I assume you are using signals in your application? The os.read above is
not the only system call that can fail with EINTR. subprocess.py is full
of other system calls that can fail, and I suspect that many other Python
modules are as well.
I've made a patch (attached) to subprocess.py (and test_subprocess.py)
that should guard against EINTR, but I haven't committed it yet. It's
quite large.
Are Python modules supposed to handle EINTR? Why not let the C code handle
this? Or, perhaps the signal module should provide a sigaction function,
so that users can use SA_RESTART.
Index: subprocess.py
===================================================================
RCS file: /cvsroot/python/python/dist/src/Lib/subprocess.py,v
retrieving revision 1.8
diff -u -r1.8 subprocess.py
--- subprocess.py 7 Nov 2004 14:30:34 -0000 1.8
+++ subprocess.py 17 Nov 2004 19:42:30 -0000
@@ -888,6 +888,50 @@
pass
+ def _read_no_intr(self, fd, buffersize):
+ """Like os.read, but retries on EINTR"""
+ while True:
+ try:
+ return os.read(fd, buffersize)
+ except OSError, e:
+ if e.errno == errno.EINTR:
+ continue
+ else:
+ raise
+
+
+ def _read_all(self, fd, buffersize):
+ """Like os.read, but retries on EINTR, and reads until EOF"""
+ all = ""
+ while True:
+ data = self._read_no_intr(fd, buffersize)
+ all += data
+ if data == "":
+ return all
+
+
+ def _write_no_intr(self, fd, s):
+ """Like os.write, but retries on EINTR"""
+ while True:
+ try:
+ return os.write(fd, s)
+ except OSError, e:
+ if e.errno == errno.EINTR:
+ continue
+ else:
+ raise
+
+ def _waitpid_no_intr(self, pid, options):
+ """Like os.waitpid, but retries on EINTR"""
+ while True:
+ try:
+ return os.waitpid(pid, options)
+ except OSError, e:
+ if e.errno == errno.EINTR:
+ continue
+ else:
+ raise
+
def _execute_child(self, args, executable, preexec_fn, close_fds,
cwd, env, universal_newlines,
startupinfo, creationflags, shell,
@@ -963,7 +1007,7 @@
exc_value,
tb)
exc_value.child_traceback = ''.join(exc_lines)
- os.write(errpipe_write, pickle.dumps(exc_value))
+ self._write_no_intr(errpipe_write, pickle.dumps(exc_value))
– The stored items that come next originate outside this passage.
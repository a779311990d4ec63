pub mod enrichment;
pub mod fitness;
pub mod http;
pub mod marketplace;
pub mod pagination;
pub mod scrobbles;
pub mod token_refresh;
pub mod watch_history;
# This exitcode won't be reported to applications, so it
# really doesn't matter what we return.
@@ -979,7 +1023,7 @@
os.close(errwrite)
# Wait for exec to fail or succeed; possibly raising exception
- data = os.read(errpipe_read, 1048576) # Exceptions limited to 1 MB
+ data = self._read_all(errpipe_read, 1048576) # Exceptions limited to 1 MB
os.close(errpipe_read)
if data != "":
child_exception = pickle.loads(data)
@@ -1003,7 +1047,7 @@
attribute."""
if self.returncode == None:
try:
- pid, sts = os.waitpid(self.pid, os.WNOHANG)
+ pid, sts = self._waitpid_no_intr(self.pid, os.WNOHANG)
if pid == self.pid:
self._handle_exitstatus(sts)
except os.error:
@@ -1015,7 +1059,7 @@
"""Wait for child process to terminate. Returns returncode
attribute."""
if self.returncode == None:
- pid, sts = os.waitpid(self.pid, 0)
+ pid, sts = self._waitpid_no_intr(self.pid, 0)
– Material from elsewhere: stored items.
/// Hevy fitness aggregation
///
/// API Flow:
/// 1. Routine folders: /v1/routine_folders (paged) → locate the "Current" folder
/// 2. Routines: /v1/routines (paged) → keep the ones in that folder
/// 3. Stats: /v1/workouts/count and the most recent /v1/workouts page
use std::sync::Arc;

use serde_json::Value;

use crate::{
    cache::{CacheKey, TtlCache},
    cached,
    config::require,
    error::{AppError, AppResult},
    models::{
        AggregationRequest, FitnessStats, FitnessSummary, HevyWorkoutPage, RecentWorkout,
        RoutineFolder, WorkoutCount,
    },
    services::{
        http::{HttpRequest, HttpTransport},
        pagination::fetch_all_pages,
    },
};

const PAGE_SIZE: u32 = 10;
const DEFAULT_RECENT_WORKOUTS: u32 = 5;
const MAX_RECENT_WORKOUTS: u32 = 10;
const CURRENT_FOLDER: &str = "current";

pub struct FitnessService {
    transport: Arc<dyn HttpTransport>,
    cache: TtlCache<FitnessSummary>,
    api_url: String,
    api_key: Option<String>,
}

impl FitnessService {
    pub fn new(
        transport: Arc<dyn HttpTransport>,
        cache: TtlCache<FitnessSummary>,
        api_url: &str,
        api_key: Option<String>,
    ) -> Self {
        Self {
            transport,
            cache,
            api_url: api_url.trim_end_matches('/').to_string(),
            api_key,
        }
    }

    pub async fn get_summary(&self, request: AggregationRequest) -> AppResult<FitnessSummary> {
        let limit = request.limit_or(DEFAULT_RECENT_WORKOUTS, MAX_RECENT_WORKOUTS);

        cached!(
            self.cache,
            CacheKey::Fitness(limit),
            request.force_refresh,
            self.fetch_summary(limit)
        )
    }

    async fn fetch_summary(&self, limit: u32) -> AppResult<FitnessSummary> {
        let api_key = require(&self.api_key, "Hevy API key")?;

        let folders: Vec<RoutineFolder> = fetch_all_pages(
            self.transport.as_ref(),
            &self.request("/v1/routine_folders", api_key),
            PAGE_SIZE,
            "routine_folders",
        )
        .await?;

        let current = folders
            .iter()
            .find(|folder| folder.title.eq_ignore_ascii_case(CURRENT_FOLDER))
            .ok_or_else(|| AppError::NotFound("No \"Current\" folder found in Hevy".to_string()))?;

        let routines: Vec<Value> = fetch_all_pages(
            self.transport.as_ref(),
            &self.request("/v1/routines", api_key),
            PAGE_SIZE,
            "routines",
        )
        .await?;

        let total_routines = routines.len();
        let routines: Vec<Value> = routines
            .into_iter()
            .filter(|routine| routine.get("folder_id").and_then(Value::as_u64) == Some(current.id))
            .collect();

        let count: WorkoutCount = self
            .transport
            .send(self.request("/v1/workouts/count", api_key))
            .await?
            .error_for_status()?
            .json()?;

        let workouts: HevyWorkoutPage = self
            .transport
            .send(
                self.request("/v1/workouts", api_key)
                    .query("page", 1)
                    .query("pageSize", limit),
            )
            .await?
            .error_for_status()?
            .json()?;

        let recent_workouts: Vec<RecentWorkout> = workouts
            .workouts
            .into_iter()
            .take(limit as usize)
            .map(RecentWorkout::from)
            .collect();

        tracing::info!(
            folder_id = current.id,
            routines = routines.len(),
            total_routines,
            workouts = count.workout_count,
            provider = "hevy",
            "Fitness summary fetched"
        );

        Ok(FitnessSummary {
            routines,
            stats: FitnessStats {
                workout_count: count.workout_count,
                recent_workouts,
            },
        })
    }

    fn request(&self, path: &str, api_key: &str) -> HttpRequest {
        HttpRequest::get(format!("{}{}", self.api_url, path))
            .header("Accept", "application/json")
            .header("api-key", api_key)
    }
}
self._handle_exitstatus(sts)
return self.returncode
@@ -1049,27 +1093,33 @@
stderr = []
while read_set or write_set:
- rlist, wlist, xlist = select.select(read_set, write_set, [])
+ try:
+ rlist, wlist, xlist = select.select(read_set, write_set, [])
+ except select.error, e:
+ if e[0] == errno.EINTR:
+ continue
+ else:
+ raise
if self.stdin in wlist:
# When select has indicated that the file is writable,
# we can write up to PIPE_BUF bytes without risk
# blocking. POSIX defines PIPE_BUF >= 512
- bytes_written = os.write(self.stdin.fileno(), input[:512])
+ bytes_written = self._write_no_intr(self.stdin.fileno(), input[:512])
input = input[bytes_written:]
if not input:
self.stdin.close()
write_set.remove(self.stdin)
if self.stdout in rlist:
- data = os.read(self.stdout.fileno(), 1024)
+ data = self._read_no_intr(self.stdout.fileno(), 1024)
if data == "":
self.stdout.close()
read_set.remove(self.stdout)
stdout.append(data)
if self.stderr in rlist:
- data = os.read(self.stderr.fileno(), 1024)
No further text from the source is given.